Consider a simple chemical reaction

Simple reactions include those that are carried out in one stage and go to the end, i.e. are irreversible.

Let us determine the rate of such a chemical reaction. To do this, first of all, it is necessary to decide which of the substances will be used to determine the reaction rate: after all, A and B are the initial substances, and the change in their masses is negative, and C is the final product, and its mass increases with time. In addition, not all stoichiometric coefficients in the reaction are equal to one, which means that if the flow rate A for some time is 1 mole, the flow rate B for the same time will be 2 moles, and, accordingly, the speed values ​​calculated from the change in the masses of A and B will be twice as different.

For a simple chemical reaction, a single measure of rate can be proposed, which is defined as follows:

where r i– speed for the i-th participant of the reaction

Si is the stoichiometric coefficient of the i-th participant in the reaction.

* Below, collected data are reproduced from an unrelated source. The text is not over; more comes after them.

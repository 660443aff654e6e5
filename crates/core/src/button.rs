//! Button settings stored on the board.
//!
//! Each button carries a MIDI channel and CC number, behaviour flags and a
//! pair of LED colors. The color byte packs both LED states as
//! `00 rbg rbg`: the upper triple is shown while the button is up, the lower
//! triple while it is held down.

use crate::error::SysexError;
use crate::protocol::data_byte;

/// Three-bit RGB LED color, laid out as `rbg`.
#[derive(Debug, Clone, Copy, PartialEq, Eq, Hash, Default)]
pub struct LedColor(u8);

impl LedColor {
    pub const OFF: LedColor = LedColor(0);
    pub const GREEN: LedColor = LedColor(1 << 0);
    pub const BLUE: LedColor = LedColor(1 << 1);
    pub const RED: LedColor = LedColor(1 << 2);
    pub const CYAN: LedColor = LedColor(Self::GREEN.0 | Self::BLUE.0);
    pub const YELLOW: LedColor = LedColor(Self::RED.0 | Self::GREEN.0);
    pub const MAGENTA: LedColor = LedColor(Self::RED.0 | Self::BLUE.0);
    pub const WHITE: LedColor = LedColor(Self::RED.0 | Self::BLUE.0 | Self::GREEN.0);

    /// Mask covering the three color bits.
    pub const MASK: u8 = 0b111;

    /// Build a color from its `rbg` bits.
    pub fn from_bits(bits: u8) -> Result<Self, SysexError> {
        if bits & !Self::MASK != 0 {
            return Err(SysexError::FieldOutOfRange {
                field: "led color",
                value: bits as usize,
                max: Self::MASK as usize,
            });
        }
        Ok(LedColor(bits))
    }

    pub const fn bits(self) -> u8 {
        self.0
    }

    pub const fn union(self, other: LedColor) -> LedColor {
        LedColor(self.0 | other.0)
    }

    pub const fn red(self) -> bool {
        self.0 & Self::RED.0 != 0
    }

    pub const fn blue(self) -> bool {
        self.0 & Self::BLUE.0 != 0
    }

    pub const fn green(self) -> bool {
        self.0 & Self::GREEN.0 != 0
    }
}

/// LED colors for both button states.
#[derive(Debug, Clone, Copy, PartialEq, Eq, Default)]
pub struct ButtonColor {
    /// Shown while the button is released
    pub up: LedColor,
    /// Shown while the button is pressed
    pub down: LedColor,
}

impl ButtonColor {
    /// Largest valid packed color byte.
    pub const MAX: u8 = 0x3F;

    pub const fn new(up: LedColor, down: LedColor) -> Self {
        Self { up, down }
    }

    /// Pack into the `00 rbg rbg` wire byte.
    pub const fn to_byte(self) -> u8 {
        (self.up.bits() << 3) | self.down.bits()
    }

    /// Unpack a wire byte, rejecting anything above six bits.
    pub fn from_byte(byte: u8) -> Result<Self, SysexError> {
        if byte > Self::MAX {
            return Err(SysexError::FieldOutOfRange {
                field: "color",
                value: byte as usize,
                max: Self::MAX as usize,
            });
        }
        Ok(Self {
            up: LedColor((byte >> 3) & LedColor::MASK),
            down: LedColor(byte & LedColor::MASK),
        })
    }
}

/// Behaviour flags for a button.
#[derive(Debug, Clone, Copy, PartialEq, Eq, Hash, Default)]
pub struct ButtonFlags(u8);

impl ButtonFlags {
    pub const NONE: ButtonFlags = ButtonFlags(0);
    /// LEDs follow incoming CC values instead of the button state.
    pub const LED_MIDI_DRIVEN: ButtonFlags = ButtonFlags(0x1);
    /// Button toggles; otherwise it is momentary.
    pub const TOGGLE: ButtonFlags = ButtonFlags(0x2);

    /// Every flag the firmware understands.
    pub const ALL: ButtonFlags = ButtonFlags(Self::LED_MIDI_DRIVEN.0 | Self::TOGGLE.0);

    pub fn from_bits(bits: u8) -> Result<Self, SysexError> {
        if bits & !Self::ALL.0 != 0 {
            return Err(SysexError::InvalidFlags(bits));
        }
        Ok(ButtonFlags(bits))
    }

    pub const fn bits(self) -> u8 {
        self.0
    }

    pub const fn contains(self, other: ButtonFlags) -> bool {
        self.0 & other.0 == other.0
    }

    pub const fn union(self, other: ButtonFlags) -> ButtonFlags {
        ButtonFlags(self.0 | other.0)
    }
}

/// Settings for one button, as carried by a button data message.
#[derive(Debug, Clone, Copy, PartialEq, Eq)]
pub struct ButtonSetting {
    /// Button index across all boards
    pub index: u8,
    /// MIDI channel (0-15)
    pub channel: u8,
    /// CC number (0-127)
    pub cc: u8,
    pub flags: ButtonFlags,
    pub color: ButtonColor,
}

impl ButtonSetting {
    /// Highest MIDI channel number (zero based).
    pub const CHANNEL_MAX: u8 = 0x0F;

    /// Check every field against its wire range and the number of buttons
    /// the target boards have.
    pub fn validate(&self, button_count: usize) -> Result<(), SysexError> {
        data_byte("index", self.index)?;
        if self.index as usize >= button_count {
            return Err(SysexError::FieldOutOfRange {
                field: "index",
                value: self.index as usize,
                max: button_count.saturating_sub(1),
            });
        }
        if self.channel > Self::CHANNEL_MAX {
            return Err(SysexError::FieldOutOfRange {
                field: "channel",
                value: self.channel as usize,
                max: Self::CHANNEL_MAX as usize,
            });
        }
        data_byte("cc", self.cc)?;
        Ok(())
    }

    /// Payload bytes in wire order: index, channel, cc, flags, color.
    pub const fn payload(&self) -> [u8; 5] {
        [
            self.index,
            self.channel,
            self.cc,
            self.flags.bits(),
            self.color.to_byte(),
        ]
    }

    /// Parse the five payload bytes, checking each field.
    pub fn from_payload(payload: &[u8]) -> Result<Self, SysexError> {
        let [index, channel, cc, flags, color] = payload else {
            return Err(SysexError::Truncated);
        };
        let setting = Self {
            index: data_byte("index", *index)?,
            channel: *channel,
            cc: data_byte("cc", *cc)?,
            flags: ButtonFlags::from_bits(*flags)?,
            color: ButtonColor::from_byte(*color)?,
        };
        if setting.channel > Self::CHANNEL_MAX {
            return Err(SysexError::FieldOutOfRange {
                field: "channel",
                value: setting.channel as usize,
                max: Self::CHANNEL_MAX as usize,
            });
        }
        Ok(setting)
    }
}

The stoichiometric coefficients for the starting materials are assumed to be positive, for the reaction products they are negative.

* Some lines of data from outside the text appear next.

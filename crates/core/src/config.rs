use std::fs;
use std::io;
use std::path::{Path, PathBuf};

use serde::{Deserialize, Serialize};
use thiserror::Error;

use crate::button::{ButtonColor, ButtonFlags, ButtonSetting};
use crate::encoder::{default_settings, SysexConfig};
use crate::error::SysexError;
use crate::protocol::{BUTTONS_PER_BOARD, DATA_MAX, DEFAULT_SYSEX_FILE};

/// Default settings file name, looked up in the working directory.
pub const DEFAULT_CONFIG_FILE: &str = "buzzr.json";

/// Generator settings, persisted as JSON.
#[derive(Debug, Clone, PartialEq, Serialize, Deserialize)]
#[serde(default)]
pub struct GeneratorSettings {
    pub num_boards: usize,
    pub output: PathBuf,
    /// Per-button changes applied on top of the factory defaults
    pub overrides: Vec<ButtonOverride>,
}

impl Default for GeneratorSettings {
    fn default() -> Self {
        Self {
            num_boards: 1,
            output: PathBuf::from(DEFAULT_SYSEX_FILE),
            overrides: Vec::new(),
        }
    }
}

/// Replacement values for one button. Unset fields keep the default.
#[derive(Debug, Clone, Default, PartialEq, Eq, Serialize, Deserialize)]
pub struct ButtonOverride {
    pub index: u8,
    #[serde(default, skip_serializing_if = "Option::is_none")]
    pub channel: Option<u8>,
    #[serde(default, skip_serializing_if = "Option::is_none")]
    pub cc: Option<u8>,
    #[serde(default, skip_serializing_if = "Option::is_none")]
    pub flags: Option<u8>,
    #[serde(default, skip_serializing_if = "Option::is_none")]
    pub color: Option<u8>,
}

impl ButtonOverride {
    fn apply(&self, setting: &mut ButtonSetting) -> Result<(), SysexError> {
        if let Some(channel) = self.channel {
            setting.channel = channel;
        }
        if let Some(cc) = self.cc {
            setting.cc = cc;
        }
        if let Some(flags) = self.flags {
            setting.flags = ButtonFlags::from_bits(flags)?;
        }
        if let Some(color) = self.color {
            setting.color = ButtonColor::from_byte(color)?;
        }
        Ok(())
    }
}

/// Persisted configuration file format
#[derive(Debug, Clone, Serialize, Deserialize)]
pub struct ConfigFile {
    pub version: String,
    pub settings: GeneratorSettings,
}

/// Loads, validates and saves generator settings.
///
/// A missing file is not an error; the factory defaults are used instead.
pub struct ConfigManager {
    config_path: PathBuf,
    settings: GeneratorSettings,
}

impl ConfigManager {
    /// Create a new configuration manager
    /// If no path is provided, defaults to 'buzzr.json' in the current working directory
    pub fn new(config_path: Option<PathBuf>) -> Self {
        let config_path = config_path.unwrap_or_else(|| PathBuf::from(DEFAULT_CONFIG_FILE));

        Self {
            config_path,
            settings: GeneratorSettings::default(),
        }
    }

    /// Load settings from the configuration file, if there is one.
    pub fn load(&mut self) -> Result<GeneratorSettings, ConfigError> {
        let content = match fs::read_to_string(&self.config_path) {
            Ok(content) => content,
            Err(e) if e.kind() == io::ErrorKind::NotFound => {
                log::debug!(
                    "No settings file at {}, using defaults",
                    self.config_path.display()
                );
                return Ok(self.settings.clone());
            }
            Err(e) => return Err(ConfigError::ReadError(e.to_string())),
        };

        let config_file: ConfigFile =
            serde_json::from_str(&content).map_err(|e| ConfigError::ParseError(e.to_string()))?;

        if config_file.version != env!("CARGO_PKG_VERSION") {
            log::warn!(
                "Config file version {} doesn't match generator version {}",
                config_file.version,
                env!("CARGO_PKG_VERSION")
            );
        }

        Self::validate_settings(&config_file.settings).map_err(ConfigError::ValidationError)?;

        log::info!("Loaded settings from {}", self.config_path.display());
        self.settings = config_file.settings;
        Ok(self.settings.clone())
    }

    /// Save current settings to configuration file
    pub fn save(&self) -> Result<(), ConfigError> {
        if let Some(parent) = self.config_path.parent() {
            if parent != Path::new("") && parent != Path::new(".") {
                fs::create_dir_all(parent).map_err(|e| ConfigError::WriteError(e.to_string()))?;
            }
        }

        let config_file = ConfigFile {
            version: env!("CARGO_PKG_VERSION").to_string(),
            settings: self.settings.clone(),
        };

        let content = serde_json::to_string_pretty(&config_file)
            .map_err(|e| ConfigError::SerializeError(e.to_string()))?;

        fs::write(&self.config_path, content)
            .map_err(|e| ConfigError::WriteError(e.to_string()))?;

        Ok(())
    }

    /// Update settings and save to file
    pub fn update_settings(&mut self, settings: GeneratorSettings) -> Result<(), ConfigError> {
        Self::validate_settings(&settings).map_err(ConfigError::ValidationError)?;
        self.settings = settings;
        self.save()
    }

    pub fn settings(&self) -> &GeneratorSettings {
        &self.settings
    }

    pub fn config_path(&self) -> &Path {
        &self.config_path
    }

    /// Validate settings, collecting every problem found.
    pub fn validate_settings(settings: &GeneratorSettings) -> Result<(), Vec<String>> {
        let mut errors = Vec::new();

        if !(1..=SysexConfig::MAX_BOARDS).contains(&settings.num_boards) {
            errors.push(format!(
                "num_boards must be between 1 and {}",
                SysexConfig::MAX_BOARDS
            ));
        }

        if settings.output.as_os_str().is_empty() {
            errors.push("output must not be empty".to_string());
        }

        let button_count = settings.num_boards.saturating_mul(BUTTONS_PER_BOARD);
        for o in &settings.overrides {
            if o.index as usize >= button_count {
                errors.push(format!(
                    "override index {} is beyond the last button {}",
                    o.index,
                    button_count.saturating_sub(1)
                ));
            }
            if let Some(channel) = o.channel {
                if channel > ButtonSetting::CHANNEL_MAX {
                    errors.push(format!(
                        "button {}: channel must be between 0 and {}",
                        o.index,
                        ButtonSetting::CHANNEL_MAX
                    ));
                }
            }
            if let Some(cc) = o.cc {
                if cc > DATA_MAX {
                    errors.push(format!(
                        "button {}: cc must be between 0 and {}",
                        o.index, DATA_MAX
                    ));
                }
            }
            if let Some(flags) = o.flags {
                if ButtonFlags::from_bits(flags).is_err() {
                    errors.push(format!(
                        "button {}: flags {:#04x} has undefined bits",
                        o.index, flags
                    ));
                }
            }
            if let Some(color) = o.color {
                if color > ButtonColor::MAX {
                    errors.push(format!(
                        "button {}: color must be between 0 and {:#04x}",
                        o.index,
                        ButtonColor::MAX
                    ));
                }
            }
        }

        if errors.is_empty() {
            Ok(())
        } else {
            Err(errors)
        }
    }

    /// Protocol configuration for the current settings.
    pub fn sysex_config(&self) -> Result<SysexConfig, SysexError> {
        SysexConfig::new(self.settings.num_boards)
    }

    /// Factory defaults with the configured overrides applied, in index order.
    pub fn button_settings(&self, config: &SysexConfig) -> Result<Vec<ButtonSetting>, SysexError> {
        let mut settings = default_settings(config)?;
        for o in &self.settings.overrides {
            let setting =
                settings
                    .get_mut(o.index as usize)
                    .ok_or_else(|| SysexError::FieldOutOfRange {
                        field: "index",
                        value: o.index as usize,
                        max: config.button_count().saturating_sub(1),
                    })?;
            o.apply(setting)?;
        }
        Ok(settings)
    }
}

/// Configuration error types
#[derive(Debug, Error)]
pub enum ConfigError {
    #[error("Failed to read config file: {0}")]
    ReadError(String),
    #[error("Failed to write config file: {0}")]
    WriteError(String),
    #[error("Failed to parse config file: {0}")]
    ParseError(String),
    #[error("Failed to serialize config: {0}")]
    SerializeError(String),
    #[error("Config validation errors: {}", .0.join(", "))]
    ValidationError(Vec<String>),
}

If the reactions take place in an isolated system that does not exchange matter with the external environment, then only a chemical reaction leads to a change in the masses of matter in the system, and, consequently, their concentrations. In such a system, the only reason for the change in concentrations FROM is a chemical reaction. For this particular case

The rate of a chemical reaction depends on the concentrations of the substances involved and on the temperature.

where k is the rate constant of a chemical reaction, S A, S B- the concentration of substances, n 1 , n 2– orders for the respective substances. This expression is known in physical chemistry as the law of mass action.

The higher the concentration values, the higher the rate of the chemical reaction.

Order ( n) is determined experimentally and is related to the mechanism of a chemical reaction. The order can be an integer or a fractional number, there are also zero-order reactions for some substances. If the order is i th substance is zero, then the rate of a chemical reaction does not depend on the concentration of this substance.

The value of the rate of a chemical reaction depends on the temperature. In accordance with the Arrhenius law, the rate constant changes with temperature:

where BUT is the pre-exponential factor;

E is the activation energy;

R is the universal gas constant, constant;

T- temperature.

As well as the value of the order of the reaction, the values ​​of the activation energy and the pre-exponential factor are determined experimentally for a particular reaction.

If a chemical reaction is carried out in a heterogeneous process, then its rate is also affected by the process of supplying the initial substances and removing products from the chemical reaction zone. Thus, a complex process takes place, in which there are diffusion stages (supply, withdrawal) and a kinetic stage - the actual chemical reaction. The rate of the entire process as a whole, observed in the experiment, is determined by the rate of the slowest stage.

Thus, by influencing the rate of the diffusion stage of the process (mixing), we affect the rate of the entire process as a whole. This influence affects the value of the pre-exponential factor A.

Most chemical reactions are not simple (that is, they do not go in one stage and not to the end) - complex chemical reactions:

a) AB - reversible;

b) A→B; В→С - consecutive;

c) A→B; A→C - parallel.

For a complex chemical reaction no single measure of speed. Unlike simple, here we can talk about the rate of formation and destruction of each chemical. Thus, if chemical reactions occur in the system and involve n substances, for each n substances have their own value of speed.

For any of the substances, the rate of formation and destruction is the algebraic sum of the rates of all stages involving this substance.